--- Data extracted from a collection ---
use std::collections::BTreeSet;

use chrono::{Datelike, NaiveDate};
use serde_json::json;

use crate::quantity::{cost::Cost, energy::KilowattHours};

/// A structured event for the host's event bus.
///
/// Firing is fire-and-forget: a missed delivery is not re-attempted.
#[derive(Debug)]
pub enum Notification {
    AmortisationMilestone {
        milestone: u8,
        total_savings: Cost,
        remaining: Cost,
        installation_cost: Cost,
    },
    AmortisationComplete {
        total_savings: Cost,
        profit: Cost,
        installation_cost: Cost,
    },
    QuotaWarning80 {
        consumed_percent: f64,
        remaining: KilowattHours,
        reserve: KilowattHours,
    },
    QuotaWarning100 {
        consumed_percent: f64,
        yearly_budget: KilowattHours,
    },
    QuotaOverBudget {
        consumed_percent: f64,
        over_budget: KilowattHours,
    },
    MonthlySummary {
        year: i32,
        month: u32,
        grid_import: KilowattHours,
        grid_import_cost: Cost,
        amortisation_percent: f64,
        total_savings: Cost,
    },
}

impl Notification {
    pub const fn event_type(&self) -> &'static str {
        match self {
            Self::AmortisationMilestone { .. } => "amortisation_milestone",
            Self::AmortisationComplete { .. } => "amortisation_complete",
            Self::QuotaWarning80 { .. } => "quota_warning_80",
            Self::QuotaWarning100 { .. } => "quota_warning_100",
            Self::QuotaOverBudget { .. } => "quota_over_budget",
            Self::MonthlySummary { .. } => "monthly_summary",
        }
    }

    pub fn message(&self) -> String {
        match self {
            Self::AmortisationMilestone { milestone, remaining, .. } => {
                format!("{milestone} % of the installation amortised, {remaining} to go")
            }
            Self::AmortisationComplete { profit, .. } => {
                format!("installation fully amortised, {profit} profit so far")
            }
            Self::QuotaWarning80 { remaining, .. } => {
                format!("80 % of the electricity quota consumed, {remaining} left")
            }
            Self::QuotaWarning100 { yearly_budget, .. } => {
                format!("electricity quota of {yearly_budget} fully consumed")
            }
            Self::QuotaOverBudget { over_budget, .. } => {
                format!("electricity quota exceeded by {over_budget}")
            }
            Self::MonthlySummary { year, month, grid_import, amortisation_percent, .. } => format!(
                "report for {year}-{month:02}: {grid_import} imported, {amortisation_percent:.1} % amortised",
            ),
        }
    }

    pub fn payload(&self) -> serde_json::Value {
        let mut payload = match self {
            Self::AmortisationMilestone { milestone, total_savings, remaining, installation_cost } => {
                json!({
                    "milestone": milestone,
                    "total_savings": total_savings,
                    "remaining": remaining,
                    "installation_cost": installation_cost,
                })
            }
            Self::AmortisationComplete { total_savings, profit, installation_cost } => json!({
                "milestone": 100,
                "total_savings": total_savings,
                "profit": profit,
                "installation_cost": installation_cost,
            }),
            Self::QuotaWarning80 { consumed_percent, remaining, reserve } => json!({
                "consumed_percent": consumed_percent,
                "remaining_kwh": remaining,
                "reserve_kwh": reserve,
            }),
            Self::QuotaWarning100 { consumed_percent, yearly_budget } => json!({
                "consumed_percent": consumed_percent,
                "yearly_budget_kwh": yearly_budget,
            }),
            Self::QuotaOverBudget { consumed_percent, over_budget } => json!({
                "consumed_percent": consumed_percent,
                "over_budget_kwh": over_budget,
            }),
            Self::MonthlySummary {
                year,
                month,
                grid_import,
                grid_import_cost,
                amortisation_percent,
                total_savings,
            } => json!({
                "year": year,
                "month": month,
                "grid_import_kwh": grid_import,
                "grid_import_cost": grid_import_cost,
                "amortisation_percent": amortisation_percent,
                "total_savings": total_savings,
            }),
        };
        payload["type"] = json!(self.event_type());
        payload["message"] = json!(self.message());
        payload
    }
}

/// Idempotent, once-per-threshold firing state.
///
/// Latches survive restarts via the snapshot; only the explicit reset operations
/// re-arm them.
#[derive(Default)]
pub struct NotificationGate {
    pub milestones_fired: BTreeSet<u8>,
    pub quota_warning_80_sent: bool,
    pub quota_warning_100_sent: bool,
    pub quota_over_budget_sent: bool,
    pub summary_sent_for: Option<(i32, u32)>,
}

impl NotificationGate {
    pub const MILESTONES: [u8; 4] = [25, 50, 75, 100];

    /// Tolerance before the over-budget warning fires.
    const OVER_BUDGET_TOLERANCE: KilowattHours = KilowattHours(10.0);

    pub fn check_milestones(
        &mut self,
        amortisation_percent: f64,
        total_savings: Cost,
        remaining: Cost,
        installation_cost: Cost,
        out: &mut Vec<Notification>,
    ) {
        if installation_cost <= Cost::ZERO {
            return;
        }
        for milestone in Self::MILESTONES {
            if amortisation_percent >= f64::from(milestone)
                && self.milestones_fired.insert(milestone)
            {
                let notification = if milestone == 100 {
                    Notification::AmortisationComplete {
                        total_savings,
                        profit: total_savings - installation_cost,
                        installation_cost,
                    }
                } else {
                    Notification::AmortisationMilestone {
                        milestone,
                        total_savings,
                        remaining,
                        installation_cost,
                    }
                };
                out.push(notification);
            }
        }
    }

    pub fn check_quota(
        &mut self,
        consumed_percent: f64,
        remaining: KilowattHours,
        reserve: KilowattHours,
        yearly_budget: KilowattHours,
        out: &mut Vec<Notification>,
    ) {
        if consumed_percent >= 80.0 && !self.quota_warning_80_sent {
            self.quota_warning_80_sent = true;
            out.push(Notification::QuotaWarning80 { consumed_percent, remaining, reserve });
        }
        if consumed_percent >= 100.0 && !self.quota_warning_100_sent {
            self.quota_warning_100_sent = true;
            out.push(Notification::QuotaWarning100 { consumed_percent, yearly_budget });
        }
        if reserve < -Self::OVER_BUDGET_TOLERANCE && !self.quota_over_budget_sent {
            self.quota_over_budget_sent = true;
            out.push(Notification::QuotaOverBudget {
                consumed_percent,
                over_budget: -reserve,
            });
        }
    }

    /// The summary fires on the first update of the first day of a month, at most
    /// once per (year, month).
    pub fn check_monthly_summary(
        &mut self,
        today: NaiveDate,
        grid_import: KilowattHours,
        grid_import_cost: Cost,
        amortisation_percent: f64,
        total_savings: Cost,
        out: &mut Vec<Notification>,
    ) {
        if today.day() != 1 {
            return;
        }
        let key = (today.year(), today.month());
        if self.summary_sent_for == Some(key) {
            return;
        }
        self.summary_sent_for = Some(key);
        out.push(Notification::MonthlySummary {
            year: key.0,
            month: key.1,
            grid_import,
            grid_import_cost,
            amortisation_percent,
            total_savings,
        });
    }

    /// Re-arm the quota latches.
    pub const fn reset_quota(&mut self) {
        self.quota_warning_80_sent = false;
        self.quota_warning_100_sent = false;
        self.quota_over_budget_sent = false;
    }

    /// Re-arm the amortisation milestones.
    pub fn reset_milestones(&mut self) {
        self.milestones_fired.clear();
    }
}

#[cfg(test)]
mod tests {
    use super::*;

    #[test]
    fn milestones_fire_once() {
        let mut gate = NotificationGate::default();
        let mut out = Vec::new();
        gate.check_milestones(55.0, Cost(5500.0), Cost(4500.0), Cost(10000.0), &mut out);
        assert_eq!(out.len(), 2); // 25 and 50 together.

        out.clear();
        gate.check_milestones(55.0, Cost(5500.0), Cost(4500.0), Cost(10000.0), &mut out);
        assert!(out.is_empty());

        gate.check_milestones(100.0, Cost(10100.0), Cost::ZERO, Cost(10000.0), &mut out);
        assert_eq!(out.len(), 2); // 75 and 100.
        assert!(matches!(out[1], Notification::AmortisationComplete { .. }));
    }

    #[test]
    fn milestones_require_installation_cost() {
        let mut gate = NotificationGate::default();
        let mut out = Vec::new();
        gate.check_milestones(100.0, Cost(1.0), Cost::ZERO, Cost::ZERO, &mut out);
        assert!(out.is_empty());
    }

    #[test]
    fn quota_latches_are_independent() {
        let mut gate = NotificationGate::default();
        let mut out = Vec::new();
        gate.check_quota(85.0, KilowattHours(600.0), KilowattHours(-50.0), KilowattHours(4000.0), &mut out);
        assert_eq!(out.len(), 2); // 80 % and over-budget.

        out.clear();
        gate.check_quota(101.0, KilowattHours(-40.0), KilowattHours(-90.0), KilowattHours(4000.0), &mut out);
        assert_eq!(out.len(), 1); // only the 100 % warning is still armed.

        gate.reset_quota();
        out.clear();
        gate.check_quota(101.0, KilowattHours(-40.0), KilowattHours(-90.0), KilowattHours(4000.0), &mut out);
        assert_eq!(out.len(), 3);
    }

    #[test]
    fn over_budget_respects_tolerance() {
        let mut gate = NotificationGate::default();
        let mut out = Vec::new();
        gate.check_quota(50.0, KilowattHours(2000.0), KilowattHours(-9.0), KilowattHours(4000.0), &mut out);
        assert!(out.is_empty());
    }

    #[test]
    fn monthly_summary_once_per_month() {
        let mut gate = NotificationGate::default();
        let mut out = Vec::new();
        let first = NaiveDate::from_ymd_opt(2025, 11, 1).unwrap();
        gate.check_monthly_summary(first, KilowattHours(250.0), Cost(60.0), 42.0, Cost(4200.0), &mut out);
        assert_eq!(out.len(), 1);

        gate.check_monthly_summary(first, KilowattHours(250.0), Cost(60.0), 42.0, Cost(4200.0), &mut out);
        assert_eq!(out.len(), 1);

        // Not the first of the month: nothing fires.
        let mid = NaiveDate::from_ymd_opt(2025, 12, 15).unwrap();
        gate.check_monthly_summary(mid, KilowattHours::ZERO, Cost::ZERO, 42.0, Cost(4200.0), &mut out);
        assert_eq!(out.len(), 1);

        // A new month's first day fires again.
        let next = NaiveDate::from_ymd_opt(2026, 1, 1).unwrap();
        gate.check_monthly_summary(next, KilowattHours(100.0), Cost(25.0), 43.0, Cost(4300.0), &mut out);
        assert_eq!(out.len(), 2);
    }
}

--- Task details ---
Say how many lines of the data above have the string "push" in them, and write nothing besides that number.

--- Answer ---
5